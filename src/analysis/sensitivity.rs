//! Sensitivity parameters and sweep results.

use crate::types::{Curve, LiftRequest, LiftResponse, OperatingPoint};
use serde::{Deserialize, Serialize};

/// Input perturbed across a sensitivity sweep.
///
/// `WaterCut` and `Gor` redistribute rates; every other parameter is set
/// directly on the request. Unrecognised names travel to the service as
/// extra numeric fluid properties.
#[derive(Debug, Clone, PartialEq, Eq, Hash, Serialize, Deserialize)]
#[serde(from = "String", into = "String")]
pub enum SensitivityParameter {
    /// Fraction 0–1 of total liquid that is water
    WaterCut,
    /// scf/stb
    Gor,
    ReservoirPressure,
    SurfacePressure,
    OilRate,
    WaterRate,
    GasRate,
    OilGravity,
    GasGravity,
    WaterGravity,
    Temperature,
    Other(String),
}

impl SensitivityParameter {
    pub fn name(&self) -> &str {
        match self {
            Self::WaterCut => "water_cut",
            Self::Gor => "gor",
            Self::ReservoirPressure => "reservoir_pressure",
            Self::SurfacePressure => "surface_pressure",
            Self::OilRate => "oil_rate",
            Self::WaterRate => "water_rate",
            Self::GasRate => "gas_rate",
            Self::OilGravity => "oil_gravity",
            Self::GasGravity => "gas_gravity",
            Self::WaterGravity => "water_gravity",
            Self::Temperature => "temperature",
            Self::Other(name) => name.as_str(),
        }
    }

    /// Apply one sweep value to a copy of the baseline request.
    pub fn apply(&self, request: &mut LiftRequest, value: f64) {
        let fluid = &mut request.fluid_properties;
        match self {
            Self::WaterCut => {
                let liquid = fluid.liquid_rate();
                let cut = value.clamp(0.0, 1.0);
                fluid.water_rate = liquid * cut;
                fluid.oil_rate = liquid - fluid.water_rate;
            }
            Self::Gor => fluid.gas_rate = fluid.oil_rate * value / 1000.0,
            Self::ReservoirPressure => fluid.reservoir_pressure = Some(value),
            Self::SurfacePressure => request.surface_pressure = value,
            Self::OilRate => fluid.oil_rate = value,
            Self::WaterRate => fluid.water_rate = value,
            Self::GasRate => fluid.gas_rate = value,
            Self::OilGravity => fluid.oil_gravity = value,
            Self::GasGravity => fluid.gas_gravity = value,
            Self::WaterGravity => fluid.water_gravity = value,
            Self::Temperature => fluid.temperature = Some(value),
            Self::Other(name) => {
                fluid.extra.insert(name.clone(), value);
            }
        }
    }
}

impl From<&str> for SensitivityParameter {
    fn from(s: &str) -> Self {
        match s.trim().to_ascii_lowercase().as_str() {
            "water_cut" | "wc" => Self::WaterCut,
            "gor" => Self::Gor,
            "reservoir_pressure" => Self::ReservoirPressure,
            "surface_pressure" | "whp" => Self::SurfacePressure,
            "oil_rate" => Self::OilRate,
            "water_rate" => Self::WaterRate,
            "gas_rate" => Self::GasRate,
            "oil_gravity" => Self::OilGravity,
            "gas_gravity" => Self::GasGravity,
            "water_gravity" => Self::WaterGravity,
            "temperature" => Self::Temperature,
            _ => Self::Other(s.trim().to_string()),
        }
    }
}

impl From<String> for SensitivityParameter {
    fn from(s: String) -> Self {
        Self::from(s.as_str())
    }
}

impl From<SensitivityParameter> for String {
    fn from(p: SensitivityParameter) -> Self {
        p.name().to_string()
    }
}

impl std::str::FromStr for SensitivityParameter {
    type Err = std::convert::Infallible;

    fn from_str(s: &str) -> Result<Self, Self::Err> {
        Ok(Self::from(s))
    }
}

impl std::fmt::Display for SensitivityParameter {
    fn fmt(&self, f: &mut std::fmt::Formatter<'_>) -> std::fmt::Result {
        f.write_str(self.name())
    }
}

// ============================================================================
// Results
// ============================================================================

/// One lift-performance run and what it implies.
#[derive(Debug, Clone, PartialEq, Serialize, Deserialize)]
pub struct LiftRun {
    pub curve: Curve,
    pub operating_point: Option<OperatingPoint>,
    pub result: LiftResponse,
}

#[derive(Debug, Clone, PartialEq, Serialize, Deserialize)]
pub struct SensitivityCase {
    pub value: f64,
    #[serde(flatten)]
    pub run: LiftRun,
}

#[derive(Debug, Clone, PartialEq, Serialize, Deserialize)]
pub struct SensitivityFailure {
    pub value: f64,
    pub error: String,
}

#[derive(Debug, Clone, PartialEq, Serialize, Deserialize)]
pub struct SensitivityResult {
    pub parameter: SensitivityParameter,
    pub values: Vec<f64>,
    pub base_case: LiftRun,
    /// Successful cases only, in sweep order
    pub cases: Vec<SensitivityCase>,
    pub failures: Vec<SensitivityFailure>,
}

══════════════════════════════

A line belongs in the answer if it contains the word "WaterGravity"; please copy each such line from the material.

    WaterGravity,
            Self::WaterGravity => "water_gravity",
            Self::WaterGravity => fluid.water_gravity = value,
            "water_gravity" => Self::WaterGravity,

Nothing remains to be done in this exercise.